Tentegia

Scientific classification
- Kingdom: Animalia
- Phylum: Arthropoda
- Clade: Pancrustacea
- Class: Insecta
- Order: Coleoptera
- Suborder: Polyphaga
- Infraorder: Cucujiformia
- Family: Curculionidae
- Tribe: Cryptorhynchini
- Genus: Tentegia Pascoe, 1873
- Type species: Tentegia favosa Pascoe, 1873

= Tentegia =

Genus of weevils

Tentegia is a genus of weevils native to Australia. It is the only genus of weevils known to engage in coprophagy.
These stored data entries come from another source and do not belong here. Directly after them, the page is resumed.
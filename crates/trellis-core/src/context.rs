//! Request context and the thread-bound context stack.

use std::cell::RefCell;
use std::collections::HashMap;
use std::rc::Rc;

use serde_json::Value;

use crate::error::EngineError;

/// Request parameter that carries the ajax target control id, by convention.
pub const TARGET_PARAM: &str = "trellis_target";

/// HTTP method of the incoming request.
///
/// The engine only distinguishes GET and POST; anything richer belongs to
/// the transport collaborator.
#[derive(Debug, Clone, Copy, PartialEq, Eq, Default)]
pub enum Method {
    #[default]
    Get,
    Post,
}

impl Method {
    /// Check whether this is a POST request.
    pub fn is_post(&self) -> bool {
        matches!(self, Self::Post)
    }
}

/// Session attribute store shared between nested contexts of one outer
/// request.
///
/// The engine treats the session as an opaque key-value store and performs
/// no locking around it; callers must not assume atomicity across two
/// session operations in the same cycle.
#[derive(Debug, Clone, Default)]
pub struct SessionStore(Rc<RefCell<HashMap<String, Value>>>);

impl SessionStore {
    /// Create an empty session store.
    pub fn new() -> Self {
        Self::default()
    }

    /// Get a session attribute by name.
    pub fn get(&self, name: &str) -> Option<Value> {
        self.0.borrow().get(name).cloned()
    }

    /// Set a session attribute.
    pub fn set(&self, name: impl Into<String>, value: Value) {
        self.0.borrow_mut().insert(name.into(), value);
    }

    /// Remove a session attribute, returning the previous value.
    pub fn remove(&self, name: &str) -> Option<Value> {
        self.0.borrow_mut().remove(name)
    }

    /// Number of attributes currently stored.
    pub fn len(&self) -> usize {
        self.0.borrow().len()
    }

    /// Check if the session holds no attributes.
    pub fn is_empty(&self) -> bool {
        self.0.borrow().is_empty()
    }
}

/// One logical request cycle.
///
/// Carries the incoming parameters, request-scoped attributes, a handle to
/// the session store, and the flags the lifecycle engine keys off
/// (`is_ajax`, `is_forward`, method).
#[derive(Debug)]
pub struct RequestContext {
    method: Method,
    params: HashMap<String, String>,
    attributes: RefCell<HashMap<String, Value>>,
    session: SessionStore,
    is_ajax: bool,
    is_forward: bool,
    locale: String,
}

impl RequestContext {
    /// Create a new request context for the given method.
    pub fn new(method: Method) -> Self {
        Self {
            method,
            params: HashMap::new(),
            attributes: RefCell::new(HashMap::new()),
            session: SessionStore::new(),
            is_ajax: false,
            is_forward: false,
            locale: "en".to_string(),
        }
    }

    /// Add a request parameter.
    pub fn with_param(mut self, name: impl Into<String>, value: impl Into<String>) -> Self {
        self.params.insert(name.into(), value.into());
        self
    }

    /// Attach a session store (shared with sibling/nested contexts).
    pub fn with_session(mut self, session: SessionStore) -> Self {
        self.session = session;
        self
    }

    /// Set the locale tag.
    pub fn with_locale(mut self, locale: impl Into<String>) -> Self {
        self.locale = locale.into();
        self
    }

    /// Mark this cycle as an ajax request.
    pub fn ajax(mut self) -> Self {
        self.is_ajax = true;
        self
    }

    /// Mark this cycle as reached via an internal forward.
    pub fn forward(mut self) -> Self {
        self.is_forward = true;
        self
    }

    /// Get a request parameter by name.
    pub fn param(&self, name: &str) -> Option<&str> {
        self.params.get(name).map(|s| s.as_str())
    }

    /// Get a request-scoped attribute by name.
    pub fn attribute(&self, name: &str) -> Option<Value> {
        self.attributes.borrow().get(name).cloned()
    }

    /// Set a request-scoped attribute.
    pub fn set_attribute(&self, name: impl Into<String>, value: Value) {
        self.attributes.borrow_mut().insert(name.into(), value);
    }

    /// Remove a request-scoped attribute, returning the previous value.
    pub fn remove_attribute(&self, name: &str) -> Option<Value> {
        self.attributes.borrow_mut().remove(name)
    }

    /// Get the session store handle.
    pub fn session(&self) -> &SessionStore {
        &self.session
    }

    /// HTTP method of this cycle.
    pub fn method(&self) -> Method {
        self.method
    }

    /// Check whether this is a POST cycle.
    pub fn is_post(&self) -> bool {
        self.method.is_post()
    }

    /// Check whether this is an ajax cycle.
    pub fn is_ajax(&self) -> bool {
        self.is_ajax
    }

    /// Check whether this cycle was reached via an internal forward.
    pub fn is_forward(&self) -> bool {
        self.is_forward
    }

    /// Locale tag for this cycle.
    pub fn locale(&self) -> &str {
        &self.locale
    }
}

thread_local! {
    static STACK: RefCell<Vec<Rc<RequestContext>>> = const { RefCell::new(Vec::new()) };
}

/// Cheap cloneable handle to the context on top of the stack.
///
/// Downstream components read [`ContextStack::current`] rather than holding
/// their own reference, so a forward pushing a new context mid-cycle is
/// transparently observed.
#[derive(Debug, Clone)]
pub struct CurrentContext(Rc<RequestContext>);

impl std::ops::Deref for CurrentContext {
    type Target = RequestContext;

    fn deref(&self) -> &RequestContext {
        &self.0
    }
}

/// Process-wide, thread-scoped stack of request contexts.
///
/// Contexts pushed on one thread are invisible to another; concurrent
/// requests and concurrent simulated test cycles coexist without locking.
/// `push` returns a guard that pops on drop, so the stack depth after a
/// complete cycle equals the depth before it on every exit path, including
/// panics and error returns.
#[derive(Debug)]
pub struct ContextStack;

impl ContextStack {
    /// Push a context for the current thread and return the pop guard.
    #[must_use = "dropping the guard pops the context"]
    pub fn push(ctx: RequestContext) -> ContextGuard {
        let ctx = Rc::new(ctx);
        STACK.with(|s| s.borrow_mut().push(Rc::clone(&ctx)));
        ContextGuard { ctx }
    }

    /// Get the most recently pushed, not-yet-popped context on this thread.
    pub fn current() -> Result<CurrentContext, EngineError> {
        STACK.with(|s| {
            s.borrow()
                .last()
                .map(|rc| CurrentContext(Rc::clone(rc)))
                .ok_or(EngineError::NoActiveContext)
        })
    }

    /// Current stack depth on this thread.
    pub fn depth() -> usize {
        STACK.with(|s| s.borrow().len())
    }

    /// Forcibly reset the stack on this thread.
    ///
    /// Only for test harness use between unrelated test cases; a live
    /// [`ContextGuard`] dropped afterwards finds its context gone and
    /// leaves the stack untouched.
    pub fn clear_all() {
        STACK.with(|s| s.borrow_mut().clear());
    }
}

/// Scoped pop for a pushed request context.
#[derive(Debug)]
pub struct ContextGuard {
    ctx: Rc<RequestContext>,
}

impl Drop for ContextGuard {
    fn drop(&mut self) {
        STACK.with(|s| {
            let mut stack = s.borrow_mut();
            // Pop only the context this guard pushed. A guard left over from
            // before a forced reset must not pop a foreign context.
            if stack
                .last()
                .is_some_and(|top| Rc::ptr_eq(top, &self.ctx))
            {
                stack.pop();
            }
        });
    }
}
//! Arena-owned control tree.
//!
//! The arena is the sole owner of all controls; parent links are non-owning
//! back indices, which keeps the tree free of ownership cycles. Child order
//! is insertion order and is preserved.

use trellis_core::{EngineError, EngineResult};

use crate::control::Control;

/// Stable arena index of a control node.
#[derive(Debug, Clone, Copy, PartialEq, Eq, Hash)]
pub struct ControlId(u32);

impl ControlId {
    /// Build an id from a raw arena index.
    pub fn from_index(index: usize) -> Self {
        Self(index as u32)
    }

    /// Raw arena index.
    pub fn index(&self) -> usize {
        self.0 as usize
    }
}

struct ControlEntry {
    name: String,
    control_id: String,
    parent: Option<ControlId>,
    children: Vec<ControlId>,
    control: Box<dyn Control>,
}

/// Arena of control nodes addressed by [`ControlId`].
///
/// Removed nodes leave tombstone slots so existing ids stay stable within
/// a page's lifetime. Accessors taking a [`ControlId`] panic if the id
/// refers to a removed node; when an id may have outlived its node (a
/// root handle held across tree mutation), check
/// [`ControlArena::contains`] first.
#[derive(Default)]
pub struct ControlArena {
    entries: Vec<Option<ControlEntry>>,
}

impl ControlArena {
    /// Create an empty arena.
    pub fn new() -> Self {
        Self::default()
    }

    /// Insert a root control (no parent). The derived id equals the name.
    pub fn insert_root(
        &mut self,
        name: impl Into<String>,
        control: Box<dyn Control>,
    ) -> EngineResult<ControlId> {
        let name = name.into();
        let root_clash = self.entries.iter().flatten().any(|e| {
            e.parent.is_none() && e.name == name
        });
        if root_clash {
            return Err(EngineError::DuplicateControlName { name });
        }
        Ok(self.push_entry(name.clone(), name, None, control))
    }

    /// Insert a child control under `parent`.
    ///
    /// The derived id is the path of names from the root joined with `_`;
    /// it is the key used for ajax targeting and head-resource dedup.
    pub fn insert(
        &mut self,
        parent: ControlId,
        name: impl Into<String>,
        control: Box<dyn Control>,
    ) -> EngineResult<ControlId> {
        let name = name.into();
        let (parent_control_id, sibling_clash) = {
            let entry = self.entry(parent);
            let clash = entry
                .children
                .iter()
                .any(|&c| self.entry(c).name == name);
            (entry.control_id.clone(), clash)
        };
        if sibling_clash {
            return Err(EngineError::DuplicateControlName { name });
        }

        let control_id = format!("{parent_control_id}_{name}");
        let id = self.push_entry(name, control_id, Some(parent), control);
        self.entry_mut(parent).children.push(id);
        Ok(id)
    }

    fn push_entry(
        &mut self,
        name: String,
        control_id: String,
        parent: Option<ControlId>,
        control: Box<dyn Control>,
    ) -> ControlId {
        let id = ControlId::from_index(self.entries.len());
        self.entries.push(Some(ControlEntry {
            name,
            control_id,
            parent,
            children: Vec::new(),
            control,
        }));
        id
    }

    fn entry(&self, id: ControlId) -> &ControlEntry {
        self.entries[id.index()]
            .as_ref()
            .expect("control id refers to a removed node")
    }

    fn entry_mut(&mut self, id: ControlId) -> &mut ControlEntry {
        self.entries[id.index()]
            .as_mut()
            .expect("control id refers to a removed node")
    }

    /// Check whether `id` refers to a live node.
    pub fn contains(&self, id: ControlId) -> bool {
        self.entries
            .get(id.index())
            .map(|slot| slot.is_some())
            .unwrap_or(false)
    }

    /// Name of a control (unique among its siblings).
    pub fn name(&self, id: ControlId) -> &str {
        &self.entry(id).name
    }

    /// Derived id of a control.
    pub fn control_id(&self, id: ControlId) -> &str {
        &self.entry(id).control_id
    }

    /// Parent of a control, if it is not a root.
    pub fn parent(&self, id: ControlId) -> Option<ControlId> {
        self.entry(id).parent
    }

    /// Children of a control, in insertion order.
    pub fn children(&self, id: ControlId) -> &[ControlId] {
        &self.entry(id).children
    }

    /// Shared access to the control behavior.
    pub fn control(&self, id: ControlId) -> &dyn Control {
        self.entry(id).control.as_ref()
    }

    /// Mutable access to the control behavior.
    pub fn control_mut(&mut self, id: ControlId) -> &mut dyn Control {
        self.entry_mut(id).control.as_mut()
    }

    /// Pre-order traversal of the subtree rooted at `root`.
    pub fn walk(&self, root: ControlId) -> Vec<ControlId> {
        let mut order = Vec::new();
        self.walk_into(root, &mut order);
        order
    }

    fn walk_into(&self, id: ControlId, order: &mut Vec<ControlId>) {
        order.push(id);
        for &child in &self.entry(id).children {
            self.walk_into(child, order);
        }
    }

    /// Find a live control by its derived id.
    pub fn find_by_control_id(&self, control_id: &str) -> Option<ControlId> {
        self.entries.iter().enumerate().find_map(|(i, slot)| {
            slot.as_ref()
                .filter(|e| e.control_id == control_id)
                .map(|_| ControlId::from_index(i))
        })
    }

    /// Remove a control and its subtree.
    ///
    /// Fires `on_destroy` bottom-up (children before parents) so controls
    /// deregister before their owner goes away.
    pub fn remove(&mut self, id: ControlId) {
        if !self.contains(id) {
            return;
        }
        if let Some(parent) = self.entry(id).parent {
            self.entry_mut(parent).children.retain(|&c| c != id);
        }
        let subtree = self.walk(id);
        for &node in subtree.iter().rev() {
            if let Some(mut entry) = self.entries[node.index()].take() {
                entry.control.on_destroy();
            }
        }
    }

    /// Number of live controls.
    pub fn len(&self) -> usize {
        self.entries.iter().flatten().count()
    }

    /// Check whether the arena holds no live controls.
    pub fn is_empty(&self) -> bool {
        self.len() == 0
    }
}

impl std::fmt::Debug for ControlArena {
    fn fmt(&self, f: &mut std::fmt::Formatter<'_>) -> std::fmt::Result {
        let ids: Vec<&str> = self
            .entries
            .iter()
            .flatten()
            .map(|e| e.control_id.as_str())
            .collect();
        f.debug_struct("ControlArena").field("controls", &ids).finish()
    }
}
use dioxus::prelude::*;

use crate::app::pages::routes::Route;

/// Top bar with the menu toggle. The toggle only flips the signal it is
/// given; the layout owns the menu's visibility.
#[component]
pub fn Navbar(mut menu_open: Signal<bool>) -> Element {
    let open = menu_open();
    let label = if open { "Close navigation menu" } else { "Open navigation menu" };

    rsx! {
        nav { class: "c-navbar",
            button {
                class: "c-navbar__toggle",
                r#type: "button",
                aria_label: "{label}",
                "aria-expanded": "{open}",
                onclick: move |_| menu_open.set(!open),
                span { class: "c-navbar__toggle-bar" }
                span { class: "c-navbar__toggle-bar" }
                span { class: "c-navbar__toggle-bar" }
            }

            Link {
                to: Route::Home {},
                class: "c-navbar__logo",
                "Sidebar Nav"
            }
        }
    }
}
==Distribution and habitat==
Tentegia species are widely distributed in arid and monsoonal areas of Australia, including parts of New South Wales, Northern Territory, Queensland, South Australia, Victoria, and Western Australia, with the Northern Territory hosting the highest number of species.

==Ecology==
The coprophagous habits of some Tentegia species, similar to that of dung beetles, are unique among weevils. Adult Tentegia stupida beetles collect marsupial dung and cache it under logs. The adults mate on or near the dung and the female deposits a single egg within each dung pellet. The larvae feed on and develop within the dung pellets, eventually pupating inside the pellet and finally emerging as an adult beetle. Adults are also known to feed directly on the dung pellets. Similar habits are suspected in T. amplipennis and T. bisignata, but it is unknown if other members of the genus engage in coprophagy or dung rolling.

==Species==
This genus includes the following species:
- Tentegia amplipennis Lea, 1930 (Northern Territory)
- Tentegia bisignata (Pascoe, 1874) (New South Wales, Queensland)
- Tentegia favosa Pascoe, 1873 (New South Wales, South Australia, Victoria)
- Tentegia grossbechleri Escalona, Jennings & Oberprieler, 2023 (Northern Territory)
- Tentegia parva Blackburn, 1896 (Northern Territory)
- Tentegia quadriseriata Lea, 1912 (Queensland)
- Tentegia sana Faust, 1892 (Queensland)
- Tentegia spenceri Blackburn, 1896 (Northern Territory, Queensland, Western Australia)
- Tentegia stupida (Fabricius, 1775) (Northern Territory, Queensland)
- Tentegia tompsetti Escalona, Jennings & Oberprieler, 2023 (Northern Territory)
- Tentegia tortipes Lea, 1912 (Northern Territory)
- Tentegia weiri Escalona, Jennings & Oberprieler, 2023 (Northern Territory)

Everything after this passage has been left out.